Me gustaría decir algunas palabras más acerca de la transición española que vivimos en los años 70. Mis palabras dejarán aparte todo lo obvio, así como tantos aspectos positivos de buena parte de sus protagonistas.
El aspecto decisivo de esa transición para pasar de una nación creyente a un estado moralmente ruinoso, lo tuvo la jerarquía de la Iglesia. Qué duda cabe que si los pastores hubieran sido hombres santos que hubieran empuñado con gallardía sus armas espirituales, el Reino de Dios hubiera plantado cara a la secularización, al anticlericalismo y al avance de la inmoralidad. No digo que necesariamente hubiéramos vencido, pero el Reino de Dios se hubiera plantado frente al Mal como un ejército unido y poderoso. La Iglesia pudo haberse hecho respetar incluso ante los poderes políticos de nuestra nación.
En cambio, en esos años 70, llegaron al episcopado muchos sacerdotes aquejados de racionalismo. Y parte del clero joven se contagió de ideas todavía más humanas y menos rectas. El resultado fue el hundimiento que todos hemos presenciado. No solamente no se veía donde estaba el mal por parte de muchos pastores jóvenes de esa época, sino que muchos males se vieron como una modernización inevitable. Como si no se pudiese ir contra la Historia. Era un lugar común escuchar cómo hablaban mal de los tiempos precedentes de la Iglesia.
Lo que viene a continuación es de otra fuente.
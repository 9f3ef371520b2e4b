//! Disk-persisted store backend.
//!
//! Layout under the store directory:
//! - `index.json` lists store names in creation order.
//! - `<digest>.json` holds one store, where `<digest>` is the first 16 hex
//!   chars of SHA-256 of the store name (names never touch the filesystem).
//!
//! All stores are loaded into a [`MemoryBackend`] mirror on open and every
//! mutation is written through. Files are replaced atomically via rename; a
//! mutation whose write fails leaves the mirror as it was.

use std::path::{Path, PathBuf};

use async_trait::async_trait;
use serde::{Deserialize, Serialize};
use sha2::{Digest, Sha256};
use tokio::sync::Mutex;
use tracing::{debug, warn};

use crate::error::CacheError;
use crate::request::RequestKey;
use crate::response::Response;

use super::backend::{MemoryBackend, StoreBackend, StoreEntries};

const INDEX_FILE: &str = "index.json";

#[derive(Debug, Default, Serialize, Deserialize)]
struct IndexFile {
    stores: Vec<String>,
}

#[derive(Debug, Serialize, Deserialize)]
struct StoreFile {
    name: String,
    entries: StoreEntries,
}

/// Write-through disk backend.
pub struct DiskBackend {
    dir: PathBuf,
    mirror: MemoryBackend,
    /// Serializes mutate-then-persist so files never lag behind each other.
    write_lock: Mutex<()>,
}

impl DiskBackend {
    /// Open (or create) a store directory and load every store in it.
    ///
    /// Corrupt store files are skipped with a warning and the store starts
    /// empty; an unreadable directory is an error.
    pub async fn open(dir: impl Into<PathBuf>, quota: Option<u64>) -> Result<Self, CacheError> {
        let dir = dir.into();
        tokio::fs::create_dir_all(&dir).await?;
        let mirror = match quota {
            Some(bytes) => MemoryBackend::with_quota(bytes),
            None => MemoryBackend::new(),
        };

        let index = load_index(&dir.join(INDEX_FILE)).await?;
        for name in &index.stores {
            let path = dir.join(store_file_name(name));
            let entries = match tokio::fs::read(&path).await {
                Ok(data) => match serde_json::from_slice::<StoreFile>(&data) {
                    Ok(file) if file.name == *name => file.entries,
                    Ok(file) => {
                        warn!(store = %name, found = %file.name, "Store file name mismatch, starting empty");
                        StoreEntries::new()
                    }
                    Err(e) => {
                        warn!(store = %name, "Store file is corrupt, starting empty: {}", e);
                        StoreEntries::new()
                    }
                },
                Err(e) if e.kind() == std::io::ErrorKind::NotFound => StoreEntries::new(),
                Err(e) => return Err(CacheError::Io(e)),
            };
            debug!(store = %name, entries = entries.len(), "Loaded store from disk");
            mirror.restore(name, entries)?;
        }

        Ok(Self {
            dir,
            mirror,
            write_lock: Mutex::new(()),
        })
    }

    pub fn dir(&self) -> &Path {
        &self.dir
    }

    async fn write_store(&self, name: &str, entries: StoreEntries) -> Result<(), CacheError> {
        let file = StoreFile {
            name: name.to_string(),
            entries,
        };
        let data = serde_json::to_vec(&file).map_err(|e| CacheError::Corrupt(e.to_string()))?;
        write_atomic(&self.dir.join(store_file_name(name)), &data).await
    }

    async fn write_index(&self, stores: Vec<String>) -> Result<(), CacheError> {
        let data = serde_json::to_vec_pretty(&IndexFile { stores })
            .map_err(|e| CacheError::Corrupt(e.to_string()))?;
        write_atomic(&self.dir.join(INDEX_FILE), &data).await
    }

    /// Write the mirror's copy of `name`, plus the index when the store is new.
    async fn persist_store(&self, name: &str, created: bool) -> Result<(), CacheError> {
        let entries = self.mirror.snapshot(name)?.unwrap_or_default();
        self.write_store(name, entries).await?;
        if created {
            if let Err(e) = self.write_index(self.mirror.names_sync()?).await {
                let _ = tokio::fs::remove_file(self.dir.join(store_file_name(name))).await;
                return Err(e);
            }
        }
        Ok(())
    }
}
fn store_file_name(name: &str) -> String {
    let digest = format!("{:x}", Sha256::digest(name.as_bytes()));
    format!("{}.json", &digest[..16])
}

async fn load_index(path: &Path) -> Result<IndexFile, CacheError> {
    match tokio::fs::read(path).await {
        Ok(data) => match serde_json::from_slice(&data) {
            Ok(index) => Ok(index),
            Err(e) => {
                warn!("Store index is corrupt, starting empty: {}", e);
                Ok(IndexFile::default())
            }
        },
        Err(e) if e.kind() == std::io::ErrorKind::NotFound => Ok(IndexFile::default()),
        Err(e) => Err(CacheError::Io(e)),
    }
}

async fn write_atomic(path: &Path, data: &[u8]) -> Result<(), CacheError> {
    let tmp = path.with_extension(format!("tmp-{}", uuid::Uuid::new_v4().simple()));
    tokio::fs::write(&tmp, data).await?;
    if let Err(e) = tokio::fs::rename(&tmp, path).await {
        let _ = tokio::fs::remove_file(&tmp).await;
        return Err(CacheError::Io(e));
    }
    Ok(())
}

#[async_trait]
impl StoreBackend for DiskBackend {
    async fn open(&self, name: &str) -> Result<(), CacheError> {
        let _guard = self.write_lock.lock().await;
        if self.mirror.has(name).await? {
            return Ok(());
        }
        self.write_store(name, StoreEntries::new()).await?;
        let mut stores = self.mirror.names_sync()?;
        stores.push(name.to_string());
        self.write_index(stores).await?;
        self.mirror.open_sync(name)
    }

    async fn has(&self, name: &str) -> Result<bool, CacheError> {
        self.mirror.has(name).await
    }

    async fn get(&self, name: &str, key: &RequestKey) -> Result<Option<Response>, CacheError> {
        self.mirror.get(name, key).await
    }

    async fn put(
        &self,
        name: &str,
        key: RequestKey,
        response: Response,
    ) -> Result<(), CacheError> {
        let _guard = self.write_lock.lock().await;
        let created = !self.mirror.has(name).await?;
        let previous = self.mirror.get(name, &key).await?;
        self.mirror.put_sync(name, key.clone(), response)?;
        if let Err(e) = self.persist_store(name, created).await {
            warn!(store = %name, "Store write failed, reverting: {}", e);
            self.mirror.revert_put(name, &key, previous, created)?;
            return Err(e);
        }
        Ok(())
    }

    async fn remove(&self, name: &str, key: &RequestKey) -> Result<bool, CacheError> {
        let _guard = self.write_lock.lock().await;
        let previous = self.mirror.get(name, key).await?;
        if !self.mirror.remove_sync(name, key)? {
            return Ok(false);
        }
        if let Err(e) = self.persist_store(name, false).await {
            warn!(store = %name, "Store write failed, reverting: {}", e);
            self.mirror.revert_put(name, key, previous, false)?;
            return Err(e);
        }
        Ok(true)
    }

    async fn keys(&self, name: &str) -> Result<Vec<RequestKey>, CacheError> {
        self.mirror.keys(name).await
    }

    async fn names(&self) -> Result<Vec<String>, CacheError> {
        self.mirror.names().await
    }

    /// The index is the commit point: once it no longer lists `name` the
    /// store is gone, and a leftover file is never loaded again.
    async fn delete(&self, name: &str) -> Result<bool, CacheError> {
        let _guard = self.write_lock.lock().await;
        if !self.mirror.has(name).await? {
            return Ok(false);
        }
        let mut stores = self.mirror.names_sync()?;
        stores.retain(|n| n != name);
        self.write_index(stores).await?;
        match tokio::fs::remove_file(self.dir.join(store_file_name(name))).await {
            Ok(()) => {}
            Err(e) if e.kind() == std::io::ErrorKind::NotFound => {}
            Err(e) => warn!(store = %name, "Could not remove store file: {}", e),
        }
        self.mirror.delete_sync(name)
    }

    async fn usage(&self) -> Result<u64, CacheError> {
        self.mirror.usage().await
    }
}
Fue el mal de la época, los espejismos de aquel tiempo. Y así la Iglesia española fue retrocediendo en silencio, sin rechistar, como un reino formado por fortalezas asediadas. Contemplando los cristianos impotentes como ese reino retrocedía en todos sus frentes, en todos los campos.
Allí donde hubo santos obispos, o al menos prudentes, que protegieron a las ovejas, se vio la diferencia entre el florecimiento de una diócesis frente a la decadencia de otra. Por citar sólo algunas, la vitalidad de Cuenca, Toledo y Valencia era envidiable. Madrid tardó en salir de su invierno, pero el cardenal Suquía enfiló la archidiócesis en la dirección correcta, dirección de la que no ha salido desde entonces, y por sus frutos se nota que la dirección ha sido la adecuada. Hubo más santos obispos en España, o al menos obispos prudentes, que percibieron este mal del que hablo. ¿Qué puedo decir de hombres de la talla del arzobispo José María García de la Higuera? ¿Qué más se le pudo pedir al férreo y aguerrido obispo García Campos? La lista podría continuar. Ellos vieron estos males.
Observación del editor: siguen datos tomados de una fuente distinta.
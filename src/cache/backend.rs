//! Store backends: the persistence layer under [`super::CacheStorage`].

use std::collections::{BTreeMap, HashMap};
use std::sync::RwLock;

use async_trait::async_trait;
use chrono::Utc;
use tracing::debug;

use crate::error::CacheError;
use crate::request::RequestKey;
use crate::response::Response;

/// Entries of a single named store, ordered by key.
pub type StoreEntries = BTreeMap<RequestKey, Response>;

/// Named key→response stores.
///
/// Reads of a missing store behave like an empty store; writes create it.
#[async_trait]
pub trait StoreBackend: Send + Sync {
    /// Create `name` if it does not exist.
    async fn open(&self, name: &str) -> Result<(), CacheError>;

    async fn has(&self, name: &str) -> Result<bool, CacheError>;

    async fn get(&self, name: &str, key: &RequestKey) -> Result<Option<Response>, CacheError>;

    /// Insert or replace the entry under `key`.
    async fn put(&self, name: &str, key: RequestKey, response: Response)
        -> Result<(), CacheError>;

    /// Remove a single entry. Returns whether it existed.
    async fn remove(&self, name: &str, key: &RequestKey) -> Result<bool, CacheError>;

    async fn keys(&self, name: &str) -> Result<Vec<RequestKey>, CacheError>;

    /// Store names in creation order.
    async fn names(&self) -> Result<Vec<String>, CacheError>;

    /// Drop a whole store. Returns whether it existed.
    async fn delete(&self, name: &str) -> Result<bool, CacheError>;

    /// Total bytes held across all stores.
    async fn usage(&self) -> Result<u64, CacheError>;
}

#[derive(Default)]
struct MemoryState {
    order: Vec<String>,
    stores: HashMap<String, StoreEntries>,
    bytes: u64,
}

impl MemoryState {
    fn ensure(&mut self, name: &str) -> &mut StoreEntries {
        if !self.stores.contains_key(name) {
            debug!(store = %name, "Creating store");
            self.order.push(name.to_string());
        }
        self.stores.entry(name.to_string()).or_default()
    }
}

/// In-process backend guarded by a `RwLock`. Optionally enforces a byte quota.
#[derive(Default)]
pub struct MemoryBackend {
    state: RwLock<MemoryState>,
    quota: Option<u64>,
}

fn poisoned<T>(_: T) -> CacheError {
    CacheError::Unavailable("store lock poisoned".into())
}

impl MemoryBackend {
    pub fn new() -> Self {
        Self::default()
    }

    /// Backend that rejects writes once `bytes` would be exceeded.
    pub fn with_quota(bytes: u64) -> Self {
        Self {
            state: RwLock::default(),
            quota: Some(bytes),
        }
    }

    pub(crate) fn open_sync(&self, name: &str) -> Result<(), CacheError> {
        self.state.write().map_err(poisoned)?.ensure(name);
        Ok(())
    }

    pub(crate) fn put_sync(
        &self,
        name: &str,
        key: RequestKey,
        mut response: Response,
    ) -> Result<(), CacheError> {
        let mut state = self.state.write().map_err(poisoned)?;
        let replaced = state
            .stores
            .get(name)
            .and_then(|entries| entries.get(&key))
            .map(Response::size)
            .unwrap_or(0);
        let needed = state.bytes - replaced + response.size();
        if let Some(limit) = self.quota {
            if needed > limit {
                return Err(CacheError::QuotaExceeded { needed, limit });
            }
        }
        response.stored_at = Some(Utc::now());
        state.ensure(name).insert(key, response);
        state.bytes = needed;
        Ok(())
    }

    pub(crate) fn remove_sync(&self, name: &str, key: &RequestKey) -> Result<bool, CacheError> {
        let mut state = self.state.write().map_err(poisoned)?;
        let removed = state
            .stores
            .get_mut(name)
            .and_then(|entries| entries.remove(key));
        match removed {
            Some(resp) => {
                state.bytes -= resp.size();
                Ok(true)
            }
            None => Ok(false),
        }
    }

    pub(crate) fn delete_sync(&self, name: &str) -> Result<bool, CacheError> {
        let mut state = self.state.write().map_err(poisoned)?;
        match state.stores.remove(name) {
            Some(entries) => {
                let freed: u64 = entries.values().map(Response::size).sum();
                state.bytes -= freed;
                state.order.retain(|n| n != name);
                Ok(true)
            }
            None => Ok(false),
        }
    }

    /// Undo a `put_sync`: put back the entry it replaced, or drop the store
    /// it created.
    pub(crate) fn revert_put(
        &self,
        name: &str,
        key: &RequestKey,
        previous: Option<Response>,
        created: bool,
    ) -> Result<(), CacheError> {
        if created {
            self.delete_sync(name)?;
            return Ok(());
        }
        let mut state = self.state.write().map_err(poisoned)?;
        let Some(entries) = state.stores.get_mut(name) else {
            return Ok(());
        };
        let (added, dropped) = match previous {
            Some(prev) => (prev.size(), entries.insert(key.clone(), prev)),
            None => (0, entries.remove(key)),
        };
        state.bytes = state.bytes + added - dropped.as_ref().map(Response::size).unwrap_or(0);
        Ok(())
    }

    /// Copy of one store's entries, `None` if the store does not exist.
    pub(crate) fn snapshot(&self, name: &str) -> Result<Option<StoreEntries>, CacheError> {
        let state = self.state.read().map_err(poisoned)?;
        Ok(state.stores.get(name).cloned())
    }

    /// Install a store loaded from elsewhere, replacing any existing one.
    pub(crate) fn restore(&self, name: &str, entries: StoreEntries) -> Result<(), CacheError> {
        self.delete_sync(name)?;
        let mut state = self.state.write().map_err(poisoned)?;
        let added: u64 = entries.values().map(Response::size).sum();
        *state.ensure(name) = entries;
        state.bytes += added;
        Ok(())
    }

    pub(crate) fn names_sync(&self) -> Result<Vec<String>, CacheError> {
        Ok(self.state.read().map_err(poisoned)?.order.clone())
    }
}

#[async_trait]
impl StoreBackend for MemoryBackend {
    async fn open(&self, name: &str) -> Result<(), CacheError> {
        self.open_sync(name)
    }

    async fn has(&self, name: &str) -> Result<bool, CacheError> {
        Ok(self.state.read().map_err(poisoned)?.stores.contains_key(name))
    }

    async fn get(&self, name: &str, key: &RequestKey) -> Result<Option<Response>, CacheError> {
        let state = self.state.read().map_err(poisoned)?;
        Ok(state
            .stores
            .get(name)
            .and_then(|entries| entries.get(key))
            .cloned())
    }

    async fn put(
        &self,
        name: &str,
        key: RequestKey,
        response: Response,
    ) -> Result<(), CacheError> {
        self.put_sync(name, key, response)
    }

    async fn remove(&self, name: &str, key: &RequestKey) -> Result<bool, CacheError> {
        self.remove_sync(name, key)
    }

    async fn keys(&self, name: &str) -> Result<Vec<RequestKey>, CacheError> {
        let state = self.state.read().map_err(poisoned)?;
        Ok(state
            .stores
            .get(name)
            .map(|entries| entries.keys().cloned().collect())
            .unwrap_or_default())
    }

    async fn names(&self) -> Result<Vec<String>, CacheError> {
        self.names_sync()
    }

    async fn delete(&self, name: &str) -> Result<bool, CacheError> {
        self.delete_sync(name)
    }

    async fn usage(&self) -> Result<u64, CacheError> {
        Ok(self.state.read().map_err(poisoned)?.bytes)
    }
}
Pero la sociedad entera, tan unida por tantos lazos, había comenzado a hacer aguas. No era posible hacer de una diócesis una isla, y menos con la televisión entrando cada día en casa. Y así el destino de la nación corrió acorde, conjuntamente. No fue posible salvaguardar moralmente incólume ninguna parte de la nación.
Desde el principio, muchos pastores diagnosticaron con certeza la enfermedad. Pero se podía hacer lo que se podía, todo tiene sus límites. Al final, el barco ya no pudo soportar el peso y comenzó a escorarse. Aquí y en toda Europa. No se salvó ni Polonia, ni Irlanda. Los medios de comunicación han extendido los mismos males por todas partes.
Ahora ya es tarde y se acerca, año a año, el tiempo de la persecución de la Iglesia, persecución que será jurídica. Tiempo que sé que verán mis ojos, en el espacio de mi vida. El tiempo en el que el Estado atacará positivamente a la Iglesia a través de los mandatos constitucionales y de las leyes subsiguientes. El tiempo no está maduro todavía, pero se acerca, sin prisa, pero como una nube oscura en el horizonte.